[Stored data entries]
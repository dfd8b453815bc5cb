//! Game state transitions driven from the UI.

use std::time::Instant;

use crate::game::{MoveOutcome, Rejection, Verdict};

use super::super::app::App;

/// Helper struct for applying player actions to the session and logging them.
pub struct GameHandler<'a> {
    app: &'a mut App,
}

impl<'a> GameHandler<'a> {
    pub fn new(app: &'a mut App) -> Self {
        Self { app }
    }

    pub fn play(&mut self, index: usize, now: Instant) {
        let player = self.app.session.state().current_turn();

        match self.app.session.play_move(index, now) {
            MoveOutcome::Applied { verdict, .. } => {
                self.app.log(format!("{} played cell {}", player, index + 1));
                match verdict {
                    Verdict::Win { player, .. } => {
                        let score = self.app.session.state().score();
                        self.app.log(format!(
                            "{} wins! Score X {} - O {}",
                            player, score.x, score.o
                        ));
                    }
                    Verdict::Draw => self.app.log("Draw!"),
                    Verdict::Ongoing => {}
                }
            }
            MoveOutcome::Rejected(reason) => {
                let msg = match reason {
                    Rejection::OutOfRange => format!("No cell {}", index + 1),
                    Rejection::Occupied => format!("Cell {} is taken", index + 1),
                    Rejection::GameOver => "Round is over".to_string(),
                };
                self.app.log(format!("Move ignored: {}", msg));
            }
        }
    }

    pub fn play_cursor(&mut self, now: Instant) {
        let index = self.app.cursor.index();
        self.play(index, now);
    }

    pub fn restart(&mut self, now: Instant) {
        self.app.session.restart(now);
        self.app.log("Game restarted");
    }

    pub fn reset_score(&mut self, now: Instant) {
        self.app.session.reset_score(now);
        self.app.log("Score reset");
    }

    pub fn step_back(&mut self, now: Instant) {
        let current = self.app.session.state().current_move();
        if current == 0 {
            return;
        }
        self.app.session.jump_to(current - 1, now);
        self.app.log(format!("Viewing move {}", current - 1));
    }

    pub fn step_forward(&mut self, now: Instant) {
        let state = self.app.session.state();
        let next = state.current_move() + 1;
        if next >= state.history().len() {
            return;
        }
        self.app.session.jump_to(next, now);
        self.app.log(format!("Viewing move {}", next));
    }

    /// Fires a due auto-restart.
    pub fn tick(&mut self, now: Instant) {
        if self.app.session.tick(now) {
            self.app.log("New round");
        }
    }
}
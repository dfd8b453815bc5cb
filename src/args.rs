use std::{path::PathBuf, time::Duration};

use clap::Parser;

use crate::game::DEFAULT_RESTART_DELAY_MS;

#[derive(Parser, Debug)]
#[command(name = "tic-tac-tally", about = "Two-player tic-tac-toe with a running score")]
pub struct Args {
    /// Delay before a finished round is cleared, in milliseconds
    #[arg(long, value_name = "MS", default_value_t = DEFAULT_RESTART_DELAY_MS)]
    pub restart_delay_ms: u64,

    /// Directory for the log file
    #[arg(long, value_name = "DIR")]
    pub log_dir: Option<PathBuf>,

    /// Log filter used when RUST_LOG is not set
    #[arg(long, value_name = "FILTER", default_value = "info")]
    pub log_level: String,
}

/// Runtime settings resolved from the command line.
#[derive(Debug, Clone)]
pub struct Config {
    pub restart_delay: Duration,
    pub log_dir: PathBuf,
    pub log_level: String,
}

impl From<Args> for Config {
    fn from(args: Args) -> Self {
        Self {
            restart_delay: Duration::from_millis(args.restart_delay_ms),
            log_dir: args.log_dir.unwrap_or_else(default_log_dir),
            log_level: args.log_level,
        }
    }
}

fn default_log_dir() -> PathBuf {
    std::env::temp_dir().join("tic-tac-tally")
}
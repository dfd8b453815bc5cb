//! 3x3 grid rendering with winning-line and cursor highlights.

use ratatui::{
    Frame,
    layout::{Alignment, Constraint, Direction, Layout, Rect},
    style::{Color, Modifier, Style},
    text::Line,
    widgets::{Block, Borders, Paragraph},
};

use crate::{
    game::{Cell, Player},
    ui::app::App,
};

impl App {
    pub(in crate::ui) fn draw_board(&self, f: &mut Frame, area: Rect) {
        let state = self.session.state();
        let board = state.current_board();
        let verdict = state.current_verdict();

        let frame = Block::default().borders(Borders::ALL).title("Board");
        let inner = frame.inner(area);
        f.render_widget(frame, area);

        let thirds = [
            Constraint::Ratio(1, 3),
            Constraint::Ratio(1, 3),
            Constraint::Ratio(1, 3),
        ];
        let rows = Layout::default()
            .direction(Direction::Vertical)
            .constraints(thirds)
            .split(inner);

        for (row, row_area) in rows.iter().enumerate() {
            let cols = Layout::default()
                .direction(Direction::Horizontal)
                .constraints(thirds)
                .split(*row_area);

            for (col, cell_area) in cols.iter().enumerate() {
                let index = row * 3 + col;
                let cell = board.get(index).unwrap_or_default();

                let (text, mut style) = match cell {
                    Cell::Empty => (
                        (index + 1).to_string(),
                        Style::default().fg(Color::DarkGray),
                    ),
                    Cell::Taken(player) => (
                        player.to_string(),
                        Style::default()
                            .fg(player_color(player))
                            .add_modifier(Modifier::BOLD),
                    ),
                };
                if verdict.highlights(index) {
                    style = style.bg(Color::Green).fg(Color::Black);
                }

                let border = if self.cursor.index() == index {
                    Style::default().fg(Color::Yellow)
                } else {
                    Style::default()
                };

                let block = Block::default().borders(Borders::ALL).border_style(border);
                let pad = block.inner(*cell_area).height.saturating_sub(1) / 2;
                let mut lines = vec![Line::from(""); pad as usize];
                lines.push(Line::from(text));

                f.render_widget(
                    Paragraph::new(lines)
                        .alignment(Alignment::Center)
                        .style(style)
                        .block(block),
                    *cell_area,
                );
            }
        }
    }
}

pub(in crate::ui) fn player_color(player: Player) -> Color {
    match player {
        Player::X => Color::Cyan,
        Player::O => Color::Magenta,
    }
}
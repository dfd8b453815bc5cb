//! Host runtime for the engine: executes intents and owns the one-shot
//! restart timer.

use std::time::{Duration, Instant};

use tracing::{debug, info};

use super::engine::{GameState, Intent, MoveOutcome};

pub const DEFAULT_RESTART_DELAY_MS: u64 = 2000;

/// Cancellable handle for a delayed restart of `round`.
#[derive(Debug, Copy, Clone, PartialEq, Eq)]
pub struct PendingRestart {
    pub round: u64,
    pub deadline: Instant,
}

#[derive(Debug)]
pub struct Session {
    state: GameState,
    pending: Option<PendingRestart>,
    restart_delay: Duration,
}

impl Session {
    pub fn new(restart_delay: Duration) -> Self {
        Self {
            state: GameState::new(),
            pending: None,
            restart_delay,
        }
    }

    pub fn state(&self) -> &GameState {
        &self.state
    }

    pub fn pending_restart(&self) -> Option<PendingRestart> {
        self.pending
    }

    pub fn play_move(&mut self, index: usize, now: Instant) -> MoveOutcome {
        let outcome = self.state.play_move(index);
        self.execute(outcome.intents(), now);
        outcome
    }

    pub fn restart(&mut self, now: Instant) {
        let intents = self.state.restart();
        self.execute(&intents, now);
    }

    pub fn reset_score(&mut self, now: Instant) {
        let intents = self.state.reset_score();
        self.execute(&intents, now);
    }

    pub fn jump_to(&mut self, move_number: usize, now: Instant) {
        let intents = self.state.jump_to(move_number);
        self.execute(&intents, now);
    }

    /// Fires the pending restart once its deadline has passed.
    ///
    /// A timer left over from an earlier round is discarded without
    /// touching the board. Returns `true` if a restart happened.
    pub fn tick(&mut self, now: Instant) -> bool {
        let Some(pending) = self.pending else {
            return false;
        };
        if now < pending.deadline {
            return false;
        }

        self.pending = None;
        if pending.round != self.state.round() {
            debug!(
                timer_round = pending.round,
                round = self.state.round(),
                "stale restart timer dropped"
            );
            return false;
        }

        info!(round = pending.round, "auto-restart");
        let intents = self.state.restart();
        self.execute(&intents, now);
        true
    }

    /// Time left before the pending restart fires, if any.
    pub fn time_until_restart(&self, now: Instant) -> Option<Duration> {
        self.pending.map(|p| p.deadline.saturating_duration_since(now))
    }

    fn execute(&mut self, intents: &[Intent], now: Instant) {
        for intent in intents {
            match *intent {
                Intent::AwardWin(player) => self.state.award_win(player),
                Intent::ScheduleRestart { round } => {
                    let deadline = now + self.restart_delay;
                    debug!(
                        round,
                        delay = ?self.restart_delay,
                        "restart scheduled"
                    );
                    self.pending = Some(PendingRestart { round, deadline });
                }
                Intent::CancelRestart => {
                    if self.pending.take().is_some() {
                        debug!("pending restart cancelled");
                    }
                }
            }
        }
    }
}
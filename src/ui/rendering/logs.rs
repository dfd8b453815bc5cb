//! Log panel rendering.

use ratatui::{
    Frame,
    layout::Rect,
    text::Line,
    widgets::{Block, Borders, Paragraph},
};

use crate::ui::app::App;

impl App {
    pub(in crate::ui) fn draw_logs(&self, f: &mut Frame, area: Rect) {
        let logs = self.logs.lines();

        let height = area.height.saturating_sub(2) as usize;
        let start = logs.len().saturating_sub(height);

        let lines: Vec<Line> = logs[start..]
            .iter()
            .map(|l| Line::from(l.clone()))
            .collect();

        f.render_widget(
            Paragraph::new(lines).block(Block::default().borders(Borders::ALL).title("Logs")),
            area,
        );
    }
}
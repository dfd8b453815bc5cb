//! Win/draw detection over a single board snapshot.

use tracing::instrument;

use super::board::{Board, Cell, Player};

/// Rows, then columns, then diagonals. The first complete line in this
/// order decides the winner.
pub const WINNING_LINES: [[usize; 3]; 8] = [
    // Rows
    [0, 1, 2],
    [3, 4, 5],
    [6, 7, 8],
    // Columns
    [0, 3, 6],
    [1, 4, 7],
    [2, 5, 8],
    // Diagonals
    [0, 4, 8],
    [2, 4, 6],
];

#[derive(Debug, Copy, Clone, PartialEq, Eq)]
pub enum Verdict {
    Ongoing,
    Win { player: Player, line: [usize; 3] },
    Draw,
}

impl Verdict {
    pub fn winner(&self) -> Option<Player> {
        match self {
            Verdict::Win { player, .. } => Some(*player),
            _ => None,
        }
    }

    pub fn is_terminal(&self) -> bool {
        !matches!(self, Verdict::Ongoing)
    }

    /// Whether `index` is part of the winning line.
    pub fn highlights(&self, index: usize) -> bool {
        match self {
            Verdict::Win { line, .. } => line.contains(&index),
            _ => false,
        }
    }
}

#[instrument(level = "trace")]
pub fn evaluate(board: &Board) -> Verdict {
    let cells = board.cells();

    for line in WINNING_LINES {
        let [a, b, c] = line;
        if cells[a] != cells[b] || cells[a] != cells[c] {
            continue;
        }
        if let Cell::Taken(player) = cells[a] {
            return Verdict::Win { player, line };
        }
    }

    if board.is_full() {
        Verdict::Draw
    } else {
        Verdict::Ongoing
    }
}
use anyhow::Result;
use clap::Parser;
use tracing::info;

use tic_tac_tally::{
    args::{Args, Config},
    logging, ui,
};

fn main() -> Result<()> {
    let config = Config::from(Args::parse());
    let _guard = logging::init(&config.log_dir, &config.log_level)?;

    info!(
        restart_delay = ?config.restart_delay,
        log_dir = %config.log_dir.display(),
        "starting"
    );

    ui::run_ui(&config)
}
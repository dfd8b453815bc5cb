//! End-to-end rounds through the public game API.

use std::time::{Duration, Instant};

use tic_tac_tally::game::{
    Board, GameState, MoveOutcome, Player, Rejection, Score, Session, Verdict, WINNING_LINES,
    evaluate,
};

const DELAY: Duration = Duration::from_millis(2000);

fn play(session: &mut Session, moves: &[usize], now: Instant) {
    for &index in moves {
        assert!(
            session.play_move(index, now).is_applied(),
            "move {index} should be accepted"
        );
    }
}

#[test]
fn test_diagonal_near_miss_is_ongoing() {
    // X on 0,4,2 and O on 1,5.
    let board = Board::from_placements(&[
        (0, Player::X),
        (1, Player::O),
        (4, Player::X),
        (5, Player::O),
        (2, Player::X),
    ]);
    assert_eq!(evaluate(&board), Verdict::Ongoing);
}

#[test]
fn test_column_win_scores_and_schedules_restart() {
    let start = Instant::now();
    let mut session = Session::new(DELAY);

    play(&mut session, &[0, 1, 3, 4, 6], start);

    assert_eq!(
        session.state().current_verdict(),
        Verdict::Win {
            player: Player::X,
            line: [0, 3, 6]
        }
    );
    assert_eq!(session.state().score(), Score { x: 1, o: 0 });
    assert!(session.pending_restart().is_some());

    // Repeated evaluation of the finished board never adds to the score.
    for _ in 0..3 {
        let _ = session.state().current_verdict();
        session.tick(start + Duration::from_millis(10));
    }
    assert_eq!(session.state().score(), Score { x: 1, o: 0 });

    assert!(session.tick(start + DELAY));
    assert_eq!(session.state().history(), &[Board::new()]);
    assert_eq!(session.state().current_turn(), Player::X);
}

#[test]
fn test_full_board_draw_keeps_score() {
    let start = Instant::now();
    let mut session = Session::new(DELAY);

    // X: 0,1,5,6,8  O: 2,3,4,7
    play(&mut session, &[0, 2, 1, 3, 5, 4, 6, 7, 8], start);

    assert_eq!(session.state().current_verdict(), Verdict::Draw);
    assert_eq!(session.state().score(), Score::default());
    assert!(session.pending_restart().is_some());
}

#[test]
fn test_moves_after_game_end_are_ignored() {
    let mut state = GameState::new();
    for index in [0, 1, 3, 4, 6] {
        state.play_move(index);
    }
    let board = *state.current_board();

    assert_eq!(
        state.play_move(8),
        MoveOutcome::Rejected(Rejection::GameOver)
    );
    assert_eq!(*state.current_board(), board);
}

#[test]
fn test_stale_restart_does_not_touch_next_round() {
    let start = Instant::now();
    let mut session = Session::new(DELAY);
    play(&mut session, &[0, 1, 3, 4, 6], start);

    session.restart(start + Duration::from_millis(300));
    play(&mut session, &[4, 0], start + Duration::from_millis(400));

    assert!(!session.tick(start + DELAY));
    assert_eq!(session.state().current_move(), 2);
    assert_eq!(session.state().round(), 1);
}

#[test]
fn test_score_accumulates_across_rounds() {
    let mut now = Instant::now();
    let mut session = Session::new(DELAY);

    // X wins the left column, then O wins the middle column.
    play(&mut session, &[0, 1, 3, 4, 6], now);
    now += DELAY;
    assert!(session.tick(now));

    play(&mut session, &[0, 1, 2, 4, 8, 7], now);
    assert_eq!(session.state().current_verdict().winner(), Some(Player::O));
    now += DELAY;
    assert!(session.tick(now));

    assert_eq!(session.state().score(), Score { x: 1, o: 1 });

    session.reset_score(now);
    assert_eq!(session.state().score(), Score::default());
    assert_eq!(session.state().history().len(), 1);
}

#[test]
fn test_single_line_boards_report_their_owner() {
    for line in WINNING_LINES {
        let placements: Vec<(usize, Player)> = line.iter().map(|&i| (i, Player::O)).collect();
        let board = Board::from_placements(&placements);
        assert_eq!(
            evaluate(&board),
            Verdict::Win {
                player: Player::O,
                line
            }
        );
    }
}
use std::{
    collections::VecDeque,
    sync::{Arc, Mutex, MutexGuard},
};

use chrono::Local;

pub const MAX_LOG_LINES: usize = 300;

/// Thread-safe circular log buffer with a maximum capacity.
#[derive(Clone)]
pub struct LogBuffer {
    inner: Arc<Mutex<VecDeque<String>>>,
}

impl LogBuffer {
    pub fn new() -> Self {
        Self {
            inner: Arc::new(Mutex::new(VecDeque::new())),
        }
    }

    pub fn push(&self, msg: String) {
        let line = format!("{} {}", Local::now().format("%H:%M:%S"), msg);
        let mut buf = self.lock();
        buf.push_back(line);
        while buf.len() > MAX_LOG_LINES {
            buf.pop_front();
        }
    }

    pub fn lines(&self) -> Vec<String> {
        self.lock().iter().cloned().collect()
    }

    // A panic while holding the lock leaves the lines intact.
    fn lock(&self) -> MutexGuard<'_, VecDeque<String>> {
        self.inner.lock().unwrap_or_else(|e| e.into_inner())
    }
}

impl Default for LogBuffer {
    fn default() -> Self {
        Self::new()
    }
}

/// Keyboard-selected cell on the 3x3 grid.
#[derive(Debug, Copy, Clone, PartialEq, Eq, Default)]
pub struct Cursor {
    row: usize,
    col: usize,
}

impl Cursor {
    pub fn index(self) -> usize {
        self.row * 3 + self.col
    }

    pub fn up(&mut self) {
        self.row = self.row.saturating_sub(1);
    }

    pub fn down(&mut self) {
        self.row = (self.row + 1).min(2);
    }

    pub fn left(&mut self) {
        self.col = self.col.saturating_sub(1);
    }

    pub fn right(&mut self) {
        self.col = (self.col + 1).min(2);
    }
}
mod app;
mod handlers;
mod rendering;
mod types;

pub use app::App;
pub use types::{Cursor, LogBuffer};

use anyhow::{Context, Result};
use crossterm::{
    execute,
    terminal::{EnterAlternateScreen, LeaveAlternateScreen, disable_raw_mode, enable_raw_mode},
};
use ratatui::{Terminal, backend::CrosstermBackend};
use std::io::stdout;

use crate::args::Config;

/// Entry point for running the UI.
pub fn run_ui(config: &Config) -> Result<()> {
    let logs = LogBuffer::new();
    let mut app = App::new(config.restart_delay, logs);

    let mut stdout = stdout();
    enable_raw_mode().context("failed to enable raw mode")?;
    execute!(stdout, EnterAlternateScreen)?;

    let backend = CrosstermBackend::new(stdout);
    let mut terminal = Terminal::new(backend)?;

    let result = app.run(&mut terminal);

    disable_raw_mode()?;
    execute!(terminal.backend_mut(), LeaveAlternateScreen)?;
    terminal.show_cursor()?;

    result
}
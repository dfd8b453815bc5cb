pub mod args;
pub mod game;
pub mod logging;
pub mod ui;
//! Move history list; the snapshot on screen is marked.

use ratatui::{
    Frame,
    layout::Rect,
    style::{Color, Modifier, Style},
    widgets::{Block, Borders, List, ListItem},
};

use crate::{
    game::{BOARD_CELLS, Board},
    ui::app::App,
};

impl App {
    pub(in crate::ui) fn move_labels(&self) -> Vec<String> {
        let history = self.session.state().history();

        std::iter::once("Game start".to_string())
            .chain(history.windows(2).enumerate().map(|(i, pair)| {
                match placed_cell(&pair[0], &pair[1]) {
                    Some((index, symbol)) => {
                        format!("Move {}: {} on {}", i + 1, symbol, index + 1)
                    }
                    None => format!("Move {}", i + 1),
                }
            }))
            .collect()
    }

    pub(in crate::ui) fn draw_moves(&self, f: &mut Frame, area: Rect) {
        let current = self.session.state().current_move();

        let items: Vec<ListItem> = self
            .move_labels()
            .into_iter()
            .enumerate()
            .map(|(i, label)| {
                if i == current {
                    ListItem::new(format!("> {}", label)).style(
                        Style::default()
                            .fg(Color::Yellow)
                            .add_modifier(Modifier::BOLD),
                    )
                } else {
                    ListItem::new(format!("  {}", label))
                }
            })
            .collect();

        f.render_widget(
            List::new(items).block(Block::default().borders(Borders::ALL).title("History")),
            area,
        );
    }
}

/// The cell filled between two consecutive snapshots.
fn placed_cell(before: &Board, after: &Board) -> Option<(usize, char)> {
    (0..BOARD_CELLS).find_map(|i| match (before.get(i), after.get(i)) {
        (Some(a), Some(b)) if a.is_empty() && !b.is_empty() => Some((i, b.symbol())),
        _ => None,
    })
}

*Aim of the task*. Give the count of lines in the data above that hold the string "rendering", with no additional words.

*Your response*. 4